(Stored data)
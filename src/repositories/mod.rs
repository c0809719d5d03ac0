//! Repository layer for data access operations.
//!
//! Stores implement the [`ItemStore`] contract; the rest of the crate only
//! sees `Arc<dyn ItemStore>`.

mod item_repo;
mod memory;
mod store;

pub use item_repo::ItemRepository;
pub use memory::InMemoryItemStore;
pub use store::{EntityStore, ItemStore};

use std::sync::Arc;

use crate::config::{DatabaseConfig, StoreBackend};
use crate::db::{AsyncDbPool, establish_async_connection_pool};
use crate::error::AppResult;

/// Aggregates all repositories for convenient access.
///
/// Cloning is cheap: every store sits behind an `Arc`.
#[derive(Clone)]
pub struct Repositories {
    pub items: Arc<dyn ItemStore>,
}

impl Repositories {
    /// Repositories backed by PostgreSQL
    pub fn postgres(pool: AsyncDbPool) -> Self {
        Self {
            items: Arc::new(ItemRepository::new(pool)),
        }
    }

    /// Process-local repositories, empty on every start
    pub fn in_memory() -> Self {
        Self {
            items: Arc::new(InMemoryItemStore::new()),
        }
    }

    /// Repositories for the configured backend, plus the pool when there is
    /// one.
    pub async fn connect(config: &DatabaseConfig) -> AppResult<(Self, Option<AsyncDbPool>)> {
        match config.backend {
            StoreBackend::Postgres => {
                tracing::info!("Initializing database connection pool...");
                let pool = establish_async_connection_pool(config).await?;
                Ok((Self::postgres(pool.clone()), Some(pool)))
            }
            StoreBackend::Memory => {
                tracing::warn!("Using the in-memory item store; data is lost on exit");
                Ok((Self::in_memory(), None))
            }
        }
    }
}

Exercise description
Retype every record above exactly as it stands.

Task output
filename src/repositories/mod.rs
repository c0809719d5d03ac0
//! Repository layer for data access operations.
//!
//! Stores implement the [`ItemStore`] contract; the rest of the crate only
//! sees `Arc<dyn ItemStore>`.

mod item_repo;
mod memory;
mod store;

pub use item_repo::ItemRepository;
pub use memory::InMemoryItemStore;
pub use store::{EntityStore, ItemStore};

use std::sync::Arc;

use crate::config::{DatabaseConfig, StoreBackend};
use crate::db::{AsyncDbPool, establish_async_connection_pool};
use crate::error::AppResult;

/// Aggregates all repositories for convenient access.
///
/// Cloning is cheap: every store sits behind an `Arc`.
#[derive(Clone)]
pub struct Repositories {
    pub items: Arc<dyn ItemStore>,
}

impl Repositories {
    /// Repositories backed by PostgreSQL
    pub fn postgres(pool: AsyncDbPool) -> Self {
        Self {
            items: Arc::new(ItemRepository::new(pool)),
        }
    }

    /// Process-local repositories, empty on every start
    pub fn in_memory() -> Self {
        Self {
            items: Arc::new(InMemoryItemStore::new()),
        }
    }

    /// Repositories for the configured backend, plus the pool when there is
    /// one.
    pub async fn connect(config: &DatabaseConfig) -> AppResult<(Self, Option<AsyncDbPool>)> {
        match config.backend {
            StoreBackend::Postgres => {
                tracing::info!("Initializing database connection pool...");
                let pool = establish_async_connection_pool(config).await?;
                Ok((Self::postgres(pool.clone()), Some(pool)))
            }
            StoreBackend::Memory => {
                tracing::warn!("Using the in-memory item store; data is lost on exit");
                Ok((Self::in_memory(), None))
            }
        }
    }
}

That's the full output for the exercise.